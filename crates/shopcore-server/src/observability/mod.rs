//! Observability: structured logging and metric descriptions.

pub mod logging;

pub use logging::{create_json_layer, init_logging, LoggingConfig};

/// Registers descriptions for every metric emitted by the primitives.
///
/// Installing a recorder (Prometheus or otherwise) is left to the
/// application; without one the counters are no-ops.
pub fn register_metrics() {
    crate::batch::register_batch_metrics();
    shopcore_domain::resource::register_resource_metrics();
    shopcore_domain::cache::register_ttl_cache_metrics();
}

#[cfg(test)]
mod tests {
    use super::*;

    #[test]
    fn test_register_metrics_without_recorder() {
        register_metrics();
        register_metrics();
    }
}
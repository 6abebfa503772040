use std::sync::Arc;

use tokio::net::tcp::OwnedWriteHalf;
use tokio::net::{TcpListener, TcpStream};
use tokio::sync::mpsc;
use tracing::{debug, warn};

use crate::core::DataMessage;
use crate::error::{HermesError, Result};

use super::pubsub::LocalBus;
use super::wire::{self, ControlMessage};

/// Events surfaced from the control plane to the broker loop.
#[derive(Debug)]
pub enum ControlEvent {
    Message(ControlMessage),
    /// A peer connection dropped mid-session. Sessions are single-shot,
    /// no reconnection is attempted.
    PeerLost { broker_id: Option<String> },
}

/// Outbound control connection to one peer. Sends are serialized through
/// a queue so the broker loop never blocks on the socket.
pub struct ControlLink {
    tx: mpsc::Sender<ControlMessage>,
}

impl ControlLink {
    pub async fn dial(addr: &str) -> Result<Self> {
        let stream = TcpStream::connect(addr)
            .await
            .map_err(|e| HermesError::Discovery(format!("cannot reach {}: {}", addr, e)))?;
        Ok(Self::from_stream(stream))
    }

    pub fn from_stream(stream: TcpStream) -> Self {
        let (_, write_half) = stream.into_split();
        let (tx, rx) = mpsc::channel(64);
        tokio::spawn(control_writer(write_half, rx));
        Self { tx }
    }

    pub async fn send(&self, msg: ControlMessage) -> Result<()> {
        self.tx
            .send(msg)
            .await
            .map_err(|_| HermesError::Transport("control link closed".into()))
    }
}

async fn control_writer(mut half: OwnedWriteHalf, mut rx: mpsc::Receiver<ControlMessage>) {
    while let Some(msg) = rx.recv().await {
        if let Err(e) = wire::write_control(&mut half, &msg).await {
            warn!(error = %e, "control send failed, dropping link");
            break;
        }
    }
}

/// Accepts inbound control connections and pumps their messages into the
/// broker's event queue.
pub fn spawn_control_listener(listener: TcpListener, events: mpsc::Sender<ControlEvent>) {
    tokio::spawn(async move {
        loop {
            match listener.accept().await {
                Ok((stream, addr)) => {
                    debug!(%addr, "control connection accepted");
                    tokio::spawn(control_reader(stream, events.clone()));
                }
                Err(e) => {
                    warn!(error = %e, "control accept failed");
                    break;
                }
            }
        }
    });
}

async fn control_reader(stream: TcpStream, events: mpsc::Sender<ControlEvent>) {
    let (mut read_half, _) = stream.into_split();
    let mut sender_id = None;
    loop {
        match wire::read_control(&mut read_half).await {
            Ok(msg) => {
                sender_id = Some(msg.sender_id.clone());
                if events.send(ControlEvent::Message(msg)).await.is_err() {
                    return;
                }
            }
            Err(_) => {
                let _ = events
                    .send(ControlEvent::PeerLost {
                        broker_id: sender_id,
                    })
                    .await;
                return;
            }
        }
    }
}

/// Outbound data connection to one peer broker.
pub struct DataLink {
    tx: mpsc::Sender<Arc<DataMessage>>,
}

impl DataLink {
    pub async fn dial(addr: &str) -> Result<Self> {
        let stream = TcpStream::connect(addr)
            .await
            .map_err(|e| HermesError::Transport(format!("cannot reach {}: {}", addr, e)))?;
        let (_, mut write_half) = stream.into_split();
        let (tx, mut rx) = mpsc::channel::<Arc<DataMessage>>(1024);
        tokio::spawn(async move {
            while let Some(msg) = rx.recv().await {
                if let Err(e) = wire::write_data(&mut write_half, &msg).await {
                    warn!(error = %e, "data send failed, dropping link");
                    break;
                }
            }
        });
        Ok(Self { tx })
    }

    /// Queue one message for the peer. A full queue or a dead link is a
    /// transient transport condition: the message is dropped and the
    /// subscriber on the far side observes a sequence gap.
    pub fn forward(&self, msg: Arc<DataMessage>) -> bool {
        self.tx.try_send(msg).is_ok()
    }
}

/// Accepts inbound peer data connections; every decoded message is
/// re-published on the local bus tagged as remote.
pub fn spawn_data_listener(listener: TcpListener, bus: LocalBus) {
    tokio::spawn(async move {
        loop {
            match listener.accept().await {
                Ok((stream, addr)) => {
                    debug!(%addr, "data connection accepted");
                    let bus = bus.clone();
                    tokio::spawn(async move {
                        let (mut read_half, _) = stream.into_split();
                        loop {
                            match wire::read_data(&mut read_half).await {
                                Ok(Some(msg)) => bus.publish_remote(msg),
                                Ok(None) => return,
                                Err(e) => {
                                    warn!(error = %e, "data read failed, closing peer stream");
                                    return;
                                }
                            }
                        }
                    });
                }
                Err(e) => {
                    warn!(error = %e, "data accept failed");
                    break;
                }
            }
        }
    });
}
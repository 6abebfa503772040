use std::path::PathBuf;
use std::process::ExitCode;

use tracing_subscriber::EnvFilter;

use hermes::error::exit_code;
use hermes::{HermesConfig, Host};

/// Entry point of the per-host process. Flag parsing proper lives in
/// the CLI collaborator; the core takes the path of the resolved
/// configuration object.
#[tokio::main]
async fn main() -> ExitCode {
    tracing_subscriber::fmt()
        .with_env_filter(EnvFilter::try_from_default_env().unwrap_or_else(|_| EnvFilter::new("info")))
        .init();

    let Some(config_path) = std::env::args().nth(1).map(PathBuf::from) else {
        eprintln!("usage: hermes <config.json>");
        return ExitCode::from(exit_code::CONFIG as u8);
    };

    let config = match HermesConfig::load(&config_path) {
        Ok(config) => config,
        Err(err) => {
            eprintln!("{}", err);
            return ExitCode::from(err.exit_code() as u8);
        }
    };

    let host = match Host::new(config) {
        Ok(host) => host,
        Err(err) => {
            eprintln!("{}", err);
            return ExitCode::from(err.exit_code() as u8);
        }
    };

    let outcome = host.run(true).await;
    match outcome.error {
        None => ExitCode::SUCCESS,
        Some(err) => ExitCode::from(err.exit_code() as u8),
    }
}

========================================================================

Everything in the listing should be transcribed exactly.

[Exercise answer]:
filename crates/shopcore-server/src/observability/mod.rs
//! Observability: structured logging and metric descriptions.

pub mod logging;

pub use logging::{create_json_layer, init_logging, LoggingConfig};

/// Registers descriptions for every metric emitted by the primitives.
///
/// Installing a recorder (Prometheus or otherwise) is left to the
/// application; without one the counters are no-ops.
pub fn register_metrics() {
    crate::batch::register_batch_metrics();
    shopcore_domain::resource::register_resource_metrics();
    shopcore_domain::cache::register_ttl_cache_metrics();
}

#[cfg(test)]
mod tests {
    use super::*;

    #[test]
    fn test_register_metrics_without_recorder() {
        register_metrics();
        register_metrics();
    }
}
repository 6abebfa503772040
use std::sync::Arc;

use tokio::net::tcp::OwnedWriteHalf;
use tokio::net::{TcpListener, TcpStream};
use tokio::sync::mpsc;
use tracing::{debug, warn};

use crate::core::DataMessage;
use crate::error::{HermesError, Result};

use super::pubsub::LocalBus;
use super::wire::{self, ControlMessage};

/// Events surfaced from the control plane to the broker loop.
#[derive(Debug)]
pub enum ControlEvent {
    Message(ControlMessage),
    /// A peer connection dropped mid-session. Sessions are single-shot,
    /// no reconnection is attempted.
    PeerLost { broker_id: Option<String> },
}

/// Outbound control connection to one peer. Sends are serialized through
/// a queue so the broker loop never blocks on the socket.
pub struct ControlLink {
    tx: mpsc::Sender<ControlMessage>,
}

impl ControlLink {
    pub async fn dial(addr: &str) -> Result<Self> {
        let stream = TcpStream::connect(addr)
            .await
            .map_err(|e| HermesError::Discovery(format!("cannot reach {}: {}", addr, e)))?;
        Ok(Self::from_stream(stream))
    }

    pub fn from_stream(stream: TcpStream) -> Self {
        let (_, write_half) = stream.into_split();
        let (tx, rx) = mpsc::channel(64);
        tokio::spawn(control_writer(write_half, rx));
        Self { tx }
    }

    pub async fn send(&self, msg: ControlMessage) -> Result<()> {
        self.tx
            .send(msg)
            .await
            .map_err(|_| HermesError::Transport("control link closed".into()))
    }
}

async fn control_writer(mut half: OwnedWriteHalf, mut rx: mpsc::Receiver<ControlMessage>) {
    while let Some(msg) = rx.recv().await {
        if let Err(e) = wire::write_control(&mut half, &msg).await {
            warn!(error = %e, "control send failed, dropping link");
            break;
        }
    }
}

/// Accepts inbound control connections and pumps their messages into the
/// broker's event queue.
pub fn spawn_control_listener(listener: TcpListener, events: mpsc::Sender<ControlEvent>) {
    tokio::spawn(async move {
        loop {
            match listener.accept().await {
                Ok((stream, addr)) => {
                    debug!(%addr, "control connection accepted");
                    tokio::spawn(control_reader(stream, events.clone()));
                }
                Err(e) => {
                    warn!(error = %e, "control accept failed");
                    break;
                }
            }
        }
    });
}

async fn control_reader(stream: TcpStream, events: mpsc::Sender<ControlEvent>) {
    let (mut read_half, _) = stream.into_split();
    let mut sender_id = None;
    loop {
        match wire::read_control(&mut read_half).await {
            Ok(msg) => {
                sender_id = Some(msg.sender_id.clone());
                if events.send(ControlEvent::Message(msg)).await.is_err() {
                    return;
                }
            }
            Err(_) => {
                let _ = events
                    .send(ControlEvent::PeerLost {
                        broker_id: sender_id,
                    })
                    .await;
                return;
            }
        }
    }
}

/// Outbound data connection to one peer broker.
pub struct DataLink {
    tx: mpsc::Sender<Arc<DataMessage>>,
}

impl DataLink {
    pub async fn dial(addr: &str) -> Result<Self> {
        let stream = TcpStream::connect(addr)
            .await
            .map_err(|e| HermesError::Transport(format!("cannot reach {}: {}", addr, e)))?;
        let (_, mut write_half) = stream.into_split();
        let (tx, mut rx) = mpsc::channel::<Arc<DataMessage>>(1024);
        tokio::spawn(async move {
            while let Some(msg) = rx.recv().await {
                if let Err(e) = wire::write_data(&mut write_half, &msg).await {
                    warn!(error = %e, "data send failed, dropping link");
                    break;
                }
            }
        });
        Ok(Self { tx })
    }

    /// Queue one message for the peer. A full queue or a dead link is a
    /// transient transport condition: the message is dropped and the
    /// subscriber on the far side observes a sequence gap.
    pub fn forward(&self, msg: Arc<DataMessage>) -> bool {
        self.tx.try_send(msg).is_ok()
    }
}

/// Accepts inbound peer data connections; every decoded message is
/// re-published on the local bus tagged as remote.
pub fn spawn_data_listener(listener: TcpListener, bus: LocalBus) {
    tokio::spawn(async move {
        loop {
            match listener.accept().await {
                Ok((stream, addr)) => {
                    debug!(%addr, "data connection accepted");
                    let bus = bus.clone();
                    tokio::spawn(async move {
                        let (mut read_half, _) = stream.into_split();
                        loop {
                            match wire::read_data(&mut read_half).await {
                                Ok(Some(msg)) => bus.publish_remote(msg),
                                Ok(None) => return,
                                Err(e) => {
                                    warn!(error = %e, "data read failed, closing peer stream");
                                    return;
                                }
                            }
                        }
                    });
                }
                Err(e) => {
                    warn!(error = %e, "data accept failed");
                    break;
                }
            }
        }
    });
}
repository 6abebfa503772040
use std::path::PathBuf;
use std::process::ExitCode;

use tracing_subscriber::EnvFilter;

use hermes::error::exit_code;
use hermes::{HermesConfig, Host};

/// Entry point of the per-host process. Flag parsing proper lives in
/// the CLI collaborator; the core takes the path of the resolved
/// configuration object.
#[tokio::main]
async fn main() -> ExitCode {
    tracing_subscriber::fmt()
        .with_env_filter(EnvFilter::try_from_default_env().unwrap_or_else(|_| EnvFilter::new("info")))
        .init();

    let Some(config_path) = std::env::args().nth(1).map(PathBuf::from) else {
        eprintln!("usage: hermes <config.json>");
        return ExitCode::from(exit_code::CONFIG as u8);
    };

    let config = match HermesConfig::load(&config_path) {
        Ok(config) => config,
        Err(err) => {
            eprintln!("{}", err);
            return ExitCode::from(err.exit_code() as u8);
        }
    };

    let host = match Host::new(config) {
        Ok(host) => host,
        Err(err) => {
            eprintln!("{}", err);
            return ExitCode::from(err.exit_code() as u8);
        }
    };

    let outcome = host.run(true).await;
    match outcome.error {
        None => ExitCode::SUCCESS,
        Some(err) => ExitCode::from(err.exit_code() as u8),
    }
}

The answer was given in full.